The Colorado Supreme Court has upheld a trial court ruling overturning the first-degree murder conviction of David Bueno (pictured) after Arapahoe County prosecutors who sought the death penalty against him in a prison killing hid evidence that pointed to another suspect. The January 22 ruling comes in the wake of a trial court ruling that prosecutors in the state’s 18th Judicial District, which includes Arapahoe County, also suppressed more than twenty pieces of evidence that should have been disclosed to the defense in the capital trials of death-row prisoners Sir Mario Owens and Robert Ray.

Bueno’s lawyer, David Lane, called the pattern of prosecutorial conduct in the 18th Judicial District, “Mississippi in the mountains.” “Ethically, prosecutors are required to seek justice, not convictions,” he said. “But they apparently lose sight of that on a regular basis, especially on death-penalty cases in the 18th Judicial District.”

Bueno and a second Latino prisoner, Alex Perez, were charged with stabbing a white prisoner, Jeffrey Heird, to death in 2004.

The day before the murder, another white prisoner, Michael Snyder, told his wife in a phone call recorded by the prison that he had been ordered to stab a prisoner. The evening after the murder, a prison nurse found a note containing threats by a white supremacist prison group to kill “men of the white race who refuse to accept their proud race.” The nurse immediately prepared an incident report that included a copy of the letter. One day later, another white inmate died under suspicious circumstances and a prison lieutenant who was investigating the death prepared a second report suggesting the deaths might be connected.

The court wrote that undisputed evidence established that “the prosecution possessed both of these reports within days of Heird’s murder but did not provide copies of them to Bueno until five years later,” after he had been convicted. Despite specific requests by the defense to be provided all incident reports, and in violation of its constitutional obligation to disclose all potentially exculpatory evidence, the court found prosecutors had made “a conscious decision … to keep the information from the Defendant.” The court agreed with the trial judge that these violations were prejudicial because “[t]he identity of Heird’s killer was the core issue at trial, with Bueno arguing that white supremacists had committed the murder,” and the jury had taken four days to deliberate, including asking the court how to overcome a deadlock. The jury then imposed a life sentence, rejecting the death penalty in the case.

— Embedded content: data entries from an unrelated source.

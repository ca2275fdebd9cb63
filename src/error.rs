//! Error types for archmem-core.

use thiserror::Error;

/// Result type alias using archmem-core's Error type.
pub type Result<T> = std::result::Result<T, Error>;

/// Errors that can occur during store operations.
#[derive(Error, Debug)]
pub enum Error {
    /// Malformed or out-of-range entity/relationship field
    #[error("Validation error on {field}: {message}")]
    Validation { field: String, message: String },

    /// Duplicate relationship triple without explicit replace
    #[error("Conflict: {message}")]
    Conflict { message: String },

    /// Referenced record does not exist
    #[error("{entity} not found: {id}")]
    NotFound { entity: &'static str, id: String },

    /// I/O failure while writing or reading a snapshot
    #[error("Persistence error: {message}")]
    Persistence {
        message: String,
        #[source]
        source: Option<std::io::Error>,
    },

    /// Snapshot content could not be decoded
    #[error("Snapshot parse error: {0}")]
    Parse(#[from] serde_json::Error),

    /// Internal error
    #[error("Internal error: {0}")]
    Internal(String),
}

impl Error {
    /// Create a validation error for a named field.
    pub fn validation(field: impl Into<String>, message: impl Into<String>) -> Self {
        Self::Validation {
            field: field.into(),
            message: message.into(),
        }
    }

    /// Create a conflict error.
    pub fn conflict(message: impl Into<String>) -> Self {
        Self::Conflict {
            message: message.into(),
        }
    }

    /// Create a not-found error.
    pub fn not_found(entity: &'static str, id: impl ToString) -> Self {
        Self::NotFound {
            entity,
            id: id.to_string(),
        }
    }

    /// Create a persistence error with an I/O source.
    pub fn persistence(message: impl Into<String>, source: std::io::Error) -> Self {
        Self::Persistence {
            message: message.into(),
            source: Some(source),
        }
    }

    /// Whether this error is caller-visible and fatal to the triggering operation.
    pub fn is_caller_error(&self) -> bool {
        matches!(
            self,
            Self::Validation { .. } | Self::Conflict { .. } | Self::NotFound { .. }
        )
    }
}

In a 2010 interview with Westword after the trial court had overturned Bueno’s conviction, Lane called it “truly stunning that the prosecutors in this case hid evidence that was so favorable to the defense” and said “it is particularly shocking in light of the fact that this was a death penalty case.”

A 2015 study showed significant racial and geographic disparities in the prosecution of death-penalty cases in Colorado, with non-white defendants and defendants in the 18th Judicial District statistically more likely to be capitally prosecuted. All three prisoners on Colorado’s death row are from the 18th Judicial District. 18th District DA George Brauchler, who opposed the grant of a new trial in the case, is currently seeking election as Colorado’s Attorney General.

In a similar case from Texas, prisoner Robert Pruett was executed on October 12, 2017 for the murder of prison guard, Daniel Nagle. No physical evidence tied Pruett to the murder and, according to Pruett’s clemency petition, Officer Nagle had been working as a whistleblower to identify corrupt correctional officers who had been helping prison gangs launder drug money. Nagle’s name was discovered on a note from an inmate saying that a prison gang wanted him dead. DNA on the murder weapon did not match either Pruett or Nagle, and Pruett had argued that DNA belonged to the actual killer.